Menachem Rosensaft, the WJC’s general counsel, said he considered Mr. Steinberg “the consummate professional who did his utmost in terms of furthering the goals he deemed important.”

“When it came to Holocaust remembrance and fighting for survivors and their rights, he was unwavering,” said Rosensaft, who served with Mr. Steinberg as unpaid vice presidents of the American Gathering of Jewish Holocaust Survivors and Their Descendants.

Another friend, Rabbi Marc Schneier, said Mr. Steinberg “reminded us that casual Jews become Jewish casualties — and he lived by that motto.”

Rabbi Schneier said Mr. Steinberg had initially been hired by the WJC to be a consultant to its American section, but his talents were quickly realized and he soon became the organization’s top executive.

“He was the one who really made that organization what it became,” Rabbi Schneier said. “He understood the importance of having an issue that would galvanize the world. He single-handedly changed the Jewish world. Show me anyone today who has made that kind of a contribution.”

But Mr. Steinberg often said he cherished most his three children, Max, Harry and Lena. He was proud that he tutored each of them for their college SATs, and that Lena scored a perfect 800 on the verbal exam.

Rosenbaum, who in the 1980s was an intern in Mr. Steinberg’s office, recalled one incident in which Mr. Steinberg used the clout the WJC had achieved from the Waldheim incident to quietly squelch anti-Semitic unrest in Paraguay.

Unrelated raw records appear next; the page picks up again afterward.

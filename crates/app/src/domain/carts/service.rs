//! Carts service.
//!
//! Every mutation locks the cart row first, rebuilds the domain [`Cart`] with
//! live catalog prices, applies the change through it, then writes the
//! affected line back.

use async_trait::async_trait;
use mival::{
    carts::{Cart, CartLine, CartState, CartUuid},
    catalog::CatalogItemUuid,
};
use mockall::automock;
use sqlx::{Postgres, Transaction};
use tracing::{Span, info};

use crate::{
    database::Db,
    domain::{
        carts::{
            data::NewCart,
            errors::CartsServiceError,
            repositories::{PgCartItemsRepository, PgCartsRepository},
        },
        catalog::repository::PgCatalogRepository,
    },
};

#[derive(Debug, Clone)]
pub struct PgCartsService {
    db: Db,
    carts_repository: PgCartsRepository,
    items_repository: PgCartItemsRepository,
    catalog_repository: PgCatalogRepository,
}

impl PgCartsService {
    #[must_use]
    pub fn new(db: Db) -> Self {
        Self {
            db,
            carts_repository: PgCartsRepository::new(),
            items_repository: PgCartItemsRepository::new(),
            catalog_repository: PgCatalogRepository::new(),
        }
    }

    async fn lock_cart(
        &self,
        tx: &mut Transaction<'_, Postgres>,
        cart: CartUuid,
    ) -> Result<Cart, CartsServiceError> {
        let record = self.carts_repository.lock_cart(tx, cart).await?;
        let lines = self.items_repository.get_cart_lines(tx, cart).await?;

        Ok(record.into_cart(lines))
    }

    async fn transition(
        &self,
        cart: CartUuid,
        next: CartState,
    ) -> Result<Cart, CartsServiceError> {
        let mut tx = self.db.begin_transaction().await?;

        let mut locked = self.lock_cart(&mut tx, cart).await?;
        let previous = locked.state();

        locked.transition_to(next)?;

        self.carts_repository
            .transition_cart(&mut tx, cart, previous, next)
            .await?;

        tx.commit().await?;

        info!(cart_uuid = %cart, from = %previous, to = %next, "cart state changed");

        Ok(locked)
    }
}

#[async_trait]
impl CartsService for PgCartsService {
    #[tracing::instrument(
        name = "carts.service.create_cart",
        skip(self, cart),
        fields(cart_uuid = %cart.uuid, user_uuid = %cart.user_uuid),
        err
    )]
    async fn create_cart(&self, cart: NewCart) -> Result<Cart, CartsServiceError> {
        let mut tx = self.db.begin_transaction().await?;

        let created = self
            .carts_repository
            .create_cart(&mut tx, cart.uuid, cart.user_uuid)
            .await?;

        tx.commit().await?;

        Ok(created.into_cart(Vec::new()))
    }

    async fn get_cart(&self, cart: CartUuid) -> Result<Cart, CartsServiceError> {
        let mut tx = self.db.begin_transaction().await?;

        let record = self.carts_repository.get_cart(&mut tx, cart).await?;
        let lines = self.items_repository.get_cart_lines(&mut tx, cart).await?;

        tx.commit().await?;

        Ok(record.into_cart(lines))
    }

    #[tracing::instrument(
        name = "carts.service.add_item",
        skip(self),
        fields(cart_uuid = %cart, catalog_item_uuid = %item, line_quantity = tracing::field::Empty),
        err
    )]
    async fn add_item(
        &self,
        cart: CartUuid,
        item: CatalogItemUuid,
        quantity: u32,
    ) -> Result<CartLine, CartsServiceError> {
        i32::try_from(quantity)?;

        let mut tx = self.db.begin_transaction().await?;

        let mut locked = self.lock_cart(&mut tx, cart).await?;

        let catalog_item = self
            .catalog_repository
            .get_item(&mut tx, item)
            .await
            .map_err(|e| match e {
                sqlx::Error::RowNotFound => CartsServiceError::CatalogItemNotFound(item),
                other => other.into(),
            })?;

        let line = locked.add_item(catalog_item, quantity)?.clone();

        i32::try_from(line.quantity)?;

        Span::current().record("line_quantity", line.quantity);

        self.items_repository
            .upsert_cart_line(&mut tx, cart, &line)
            .await?;

        tx.commit().await?;

        Ok(line)
    }

    #[tracing::instrument(
        name = "carts.service.update_quantity",
        skip(self),
        fields(cart_uuid = %cart, catalog_item_uuid = %item),
        err
    )]
    async fn update_quantity(
        &self,
        cart: CartUuid,
        item: CatalogItemUuid,
        quantity: u32,
    ) -> Result<CartLine, CartsServiceError> {
        i32::try_from(quantity)?;

        let mut tx = self.db.begin_transaction().await?;

        let mut locked = self.lock_cart(&mut tx, cart).await?;

        let line = locked.update_quantity(item, quantity)?.clone();

        self.items_repository
            .upsert_cart_line(&mut tx, cart, &line)
            .await?;

        tx.commit().await?;

        Ok(line)
    }

    #[tracing::instrument(
        name = "carts.service.remove_item",
        skip(self),
        fields(cart_uuid = %cart, catalog_item_uuid = %item),
        err
    )]
    async fn remove_item(
        &self,
        cart: CartUuid,
        item: CatalogItemUuid,
    ) -> Result<(), CartsServiceError> {
        let mut tx = self.db.begin_transaction().await?;

        let mut locked = self.lock_cart(&mut tx, cart).await?;

        locked.remove_item(item)?;

        self.items_repository
            .delete_cart_line(&mut tx, cart, item)
            .await?;

        tx.commit().await?;

        Ok(())
    }

    #[tracing::instrument(
        name = "carts.service.abandon_cart",
        skip(self),
        fields(cart_uuid = %cart),
        err
    )]
    async fn abandon_cart(&self, cart: CartUuid) -> Result<Cart, CartsServiceError> {
        self.transition(cart, CartState::Abandoned).await
    }

    #[tracing::instrument(
        name = "carts.service.reopen_cart",
        skip(self),
        fields(cart_uuid = %cart),
        err
    )]
    async fn reopen_cart(&self, cart: CartUuid) -> Result<Cart, CartsServiceError> {
        self.transition(cart, CartState::Active).await
    }
}

#[automock]
#[async_trait]
pub trait CartsService: Send + Sync {
    /// Creates an empty, active cart for a user.
    async fn create_cart(&self, cart: NewCart) -> Result<Cart, CartsServiceError>;

    /// Retrieve a cart with line subtotals at current catalog prices.
    async fn get_cart(&self, cart: CartUuid) -> Result<Cart, CartsServiceError>;

    /// Adds units of a catalog item, merging with an existing line.
    async fn add_item(
        &self,
        cart: CartUuid,
        item: CatalogItemUuid,
        quantity: u32,
    ) -> Result<CartLine, CartsServiceError>;

    /// Replaces a line's quantity.
    async fn update_quantity(
        &self,
        cart: CartUuid,
        item: CatalogItemUuid,
        quantity: u32,
    ) -> Result<CartLine, CartsServiceError>;

    /// Removes a line. Missing lines are an error.
    async fn remove_item(
        &self,
        cart: CartUuid,
        item: CatalogItemUuid,
    ) -> Result<(), CartsServiceError>;

    /// Moves an active cart to `ABANDONED`.
    async fn abandon_cart(&self, cart: CartUuid) -> Result<Cart, CartsServiceError>;

    /// Moves an abandoned cart back to `ACTIVE`.
    async fn reopen_cart(&self, cart: CartUuid) -> Result<Cart, CartsServiceError>;
}
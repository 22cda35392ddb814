//! Payment errors.

use mival::payments::{IdempotencyKey, PaymentDeclined};
use sqlx::{
    Error,
    error::{DatabaseError, ErrorKind},
};
use thiserror::Error;

#[derive(Debug, Error)]
pub enum PaymentInstrumentsServiceError {
    #[error("payment instrument already exists")]
    AlreadyExists,

    #[error("payment instrument not found")]
    NotFound,

    #[error("related resource not found")]
    InvalidReference,

    #[error("missing required data")]
    MissingRequiredData,

    #[error("invalid data")]
    InvalidData,

    #[error("storage error")]
    Sql(#[source] Error),
}

impl From<Error> for PaymentInstrumentsServiceError {
    fn from(error: Error) -> Self {
        if matches!(error, Error::RowNotFound) {
            return Self::NotFound;
        }

        match error.as_database_error().map(DatabaseError::kind) {
            Some(ErrorKind::UniqueViolation) => Self::AlreadyExists,
            Some(ErrorKind::ForeignKeyViolation) => Self::InvalidReference,
            Some(ErrorKind::NotNullViolation) => Self::MissingRequiredData,
            Some(ErrorKind::CheckViolation) => Self::InvalidData,
            Some(ErrorKind::Other | _) | None => Self::Sql(error),
        }
    }
}

/// Errors raised while charging an instrument.
#[derive(Debug, Error)]
pub enum PaymentError {
    #[error("payment declined: {0}")]
    Declined(#[from] PaymentDeclined),

    #[error("idempotency key `{0}` was already used for a different charge")]
    IdempotencyConflict(IdempotencyKey),

    #[error("payment ledger error")]
    Sql(#[from] Error),
}
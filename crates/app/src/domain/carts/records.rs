//! Cart Records

use jiff::Timestamp;
use jiff_sqlx::Timestamp as SqlxTimestamp;
use mival::{
    carts::{Cart, CartLine, CartState, CartUuid},
    users::UserUuid,
};
use sqlx::{FromRow, Row, postgres::PgRow};

use crate::domain::catalog::records::CatalogItemRecord;

/// Cart header row, without its lines.
#[derive(Debug, Clone)]
pub(crate) struct CartRecord {
    pub(crate) uuid: CartUuid,
    pub(crate) user_uuid: UserUuid,
    pub(crate) state: CartState,
    pub(crate) created_at: Timestamp,
}

impl CartRecord {
    pub(crate) fn into_cart(self, lines: Vec<CartLine>) -> Cart {
        Cart::restore(self.uuid, self.user_uuid, self.created_at, self.state, lines)
    }
}

impl<'r> FromRow<'r, PgRow> for CartRecord {
    fn from_row(row: &'r PgRow) -> sqlx::Result<Self> {
        let state = row
            .try_get::<String, _>("state")?
            .parse::<CartState>()
            .map_err(|e| sqlx::Error::ColumnDecode {
                index: "state".to_string(),
                source: Box::new(e),
            })?;

        Ok(Self {
            uuid: CartUuid::from_uuid(row.try_get("uuid")?),
            user_uuid: UserUuid::from_uuid(row.try_get("user_uuid")?),
            state,
            created_at: row.try_get::<SqlxTimestamp, _>("created_at")?.to_jiff(),
        })
    }
}

/// A cart line joined with the live catalog row it points at.
#[derive(Debug, Clone)]
pub(crate) struct CartLineRecord(pub(crate) CartLine);

impl<'r> FromRow<'r, PgRow> for CartLineRecord {
    fn from_row(row: &'r PgRow) -> sqlx::Result<Self> {
        let CatalogItemRecord(item) = CatalogItemRecord::from_row(row)?;

        let quantity = u32::try_from(row.try_get::<i32, _>("quantity")?).map_err(|e| {
            sqlx::Error::ColumnDecode {
                index: "quantity".to_string(),
                source: Box::new(e),
            }
        })?;

        Ok(Self(CartLine { item, quantity }))
    }
}
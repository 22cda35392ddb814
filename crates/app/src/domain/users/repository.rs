//! Users Repository

use mival::users::{User, UserUuid};
use sqlx::{Postgres, Transaction, query_as};

use crate::domain::users::{data::NewUser, records::UserRecord};

const CREATE_USER_SQL: &str = include_str!("sql/create_user.sql");
const GET_USER_SQL: &str = include_str!("sql/get_user.sql");

#[derive(Debug, Clone, Default)]
pub(crate) struct PgUsersRepository;

impl PgUsersRepository {
    #[must_use]
    pub(crate) fn new() -> Self {
        Self
    }

    pub(crate) async fn create_user(
        &self,
        tx: &mut Transaction<'_, Postgres>,
        user: NewUser,
    ) -> Result<User, sqlx::Error> {
        let UserRecord(user) = query_as::<Postgres, UserRecord>(CREATE_USER_SQL)
            .bind(user.uuid.into_uuid())
            .bind(user.display_name)
            .bind(user.email)
            .fetch_one(&mut **tx)
            .await?;

        Ok(user)
    }

    pub(crate) async fn get_user(
        &self,
        tx: &mut Transaction<'_, Postgres>,
        user: UserUuid,
    ) -> Result<User, sqlx::Error> {
        let UserRecord(user) = query_as::<Postgres, UserRecord>(GET_USER_SQL)
            .bind(user.into_uuid())
            .fetch_one(&mut **tx)
            .await?;

        Ok(user)
    }
}
//! Service test infrastructure.

mod db;
pub(crate) mod helpers;

pub(crate) use context::TestContext;
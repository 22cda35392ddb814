//! Discount codes

pub mod data;
pub mod errors;
mod records;
pub(crate) mod repository;
pub mod service;

pub use errors::DiscountsServiceError;
pub use service::*;
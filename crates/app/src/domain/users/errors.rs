//! Users service errors.

use sqlx::{
    Error,
    error::{DatabaseError, ErrorKind},
};
use thiserror::Error;

#[derive(Debug, Error)]
pub enum UsersServiceError {
    #[error("user already exists")]
    AlreadyExists,

    #[error("user not found")]
    NotFound,

    #[error("related resource not found")]
    InvalidReference,

    #[error("missing required data")]
    MissingRequiredData,

    #[error("invalid data")]
    InvalidData,

    #[error("storage error")]
    Sql(#[source] Error),
}

impl From<Error> for UsersServiceError {
    fn from(error: Error) -> Self {
        if matches!(error, Error::RowNotFound) {
            return Self::NotFound;
        }

        match error.as_database_error().map(DatabaseError::kind) {
            Some(ErrorKind::UniqueViolation) => Self::AlreadyExists,
            Some(ErrorKind::ForeignKeyViolation) => Self::InvalidReference,
            Some(ErrorKind::NotNullViolation) => Self::MissingRequiredData,
            Some(ErrorKind::CheckViolation) => Self::InvalidData,
            Some(ErrorKind::Other | _) | None => Self::Sql(error),
        }
    }
}
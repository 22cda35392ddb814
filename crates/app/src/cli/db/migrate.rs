use mival_app::{config::DatabaseConfig, database};
use tracing::info;

pub(crate) async fn run(config: &DatabaseConfig) -> Result<(), String> {
    let pool = database::connect(&config.database_url)
        .await
        .map_err(|error| format!("failed to connect to database: {error}"))?;

    database::migrate(&pool)
        .await
        .map_err(|error| format!("failed to apply migrations: {error}"))?;

    info!("migrations applied");

    Ok(())
}
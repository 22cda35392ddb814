//! App Context

use std::sync::Arc;

use thiserror::Error;

use crate::{
    config::{CheckoutConfig, DatabaseConfig},
    database::{self, Db},
    domain::{
        carts::{CartsService, PgCartsService},
        catalog::{CatalogService, PgCatalogService},
        checkout::{OrderFinalizer, PgOrderFinalizer},
        discounts::{DiscountsService, PgDiscountsService},
        library::{LibraryService, PgLibraryService},
        orders::{OrdersService, PgOrdersService},
        payments::{
            PaymentInstrumentsService, PaymentProcessor, PgPaymentInstrumentsService,
            PgPaymentProcessor,
        },
        taxes::{PgTaxService, TaxService},
        users::{PgUsersService, UsersService},
    },
};

#[derive(Debug, Error)]
pub enum AppInitError {
    #[error("failed to connect to database")]
    Database(#[source] sqlx::Error),
}

#[derive(Clone)]
pub struct AppContext {
    pub users: Arc<dyn UsersService>,
    pub catalog: Arc<dyn CatalogService>,
    pub carts: Arc<dyn CartsService>,
    pub discounts: Arc<dyn DiscountsService>,
    pub taxes: Arc<dyn TaxService>,
    pub instruments: Arc<dyn PaymentInstrumentsService>,
    pub payments: Arc<dyn PaymentProcessor>,
    pub orders: Arc<dyn OrdersService>,
    pub library: Arc<dyn LibraryService>,
    pub checkout: Arc<dyn OrderFinalizer>,
}

impl AppContext {
    /// Build application context from configuration.
    ///
    /// The payment ledger is connected through a pool of its own: a checkout
    /// holds a connection for its whole transaction while the capture runs.
    ///
    /// # Errors
    ///
    /// Returns an error when establishing a database connection fails.
    pub async fn from_config(
        database: &DatabaseConfig,
        checkout: &CheckoutConfig,
    ) -> Result<Self, AppInitError> {
        let pool = database::connect(&database.database_url)
            .await
            .map_err(AppInitError::Database)?;

        let ledger = database::connect(&database.database_url)
            .await
            .map_err(AppInitError::Database)?;

        Ok(Self::from_db(&Db::new(pool), &Db::new(ledger), checkout))
    }

    /// Wire every service over existing database handles. `ledger` backs the
    /// payment processor and must not share a pool with `db`.
    #[must_use]
    pub fn from_db(db: &Db, ledger: &Db, checkout: &CheckoutConfig) -> Self {
        let settings = checkout.settings();
        let payments: Arc<dyn PaymentProcessor> =
            Arc::new(PgPaymentProcessor::new(ledger.clone()));

        Self {
            users: Arc::new(PgUsersService::new(db.clone())),
            catalog: Arc::new(PgCatalogService::new(db.clone())),
            carts: Arc::new(PgCartsService::new(db.clone())),
            discounts: Arc::new(PgDiscountsService::new(db.clone())),
            taxes: Arc::new(PgTaxService::new(db.clone(), settings.fallback_tax_rate)),
            instruments: Arc::new(PgPaymentInstrumentsService::new(db.clone())),
            orders: Arc::new(PgOrdersService::new(db.clone())),
            library: Arc::new(PgLibraryService::new(db.clone())),
            checkout: Arc::new(PgOrderFinalizer::new(db.clone(), Arc::clone(&payments), settings)),
            payments,
        }
    }
}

“We got a frantic cable from the Jewish leadership in Paraguay saying there had been anti-Semitic posters and invectives against Jews there,” he said.

Knowing that such incidents could not have been carried out without the approval of Paraguay’s president and dictator, Alfredo Stroessner, Mr. Steinberg “crafted a letter to Stroessner — he knew the diplomatic language to use — and in short order Stroessner wrote back … and the graffiti was taken down and there were no more threats, Rosenbaum said. “Stroessner feared that the WJC” would do to him what it did to Waldheim.

After digging up evidence that Waldheim, who was then president of Austria, had lied about much of his Nazi past, Mr. Steinberg convinced the U.S. to bar Waldheim’s entry into this country — the first formal entrance exclusion of a sitting head of state.

In a tribute by Elie Wiesel that was read at Mr. Steinberg’s funeral, Wiesel said: “Whenever Jews were in danger or Jewish honor offended, he vigorously yet elegantly spoke up. Whenever Jewish memory was attacked, he attacked the attacker. His passion for our people, his resolve to confront its enemies with honor and dignity … will not soon be forgotten.”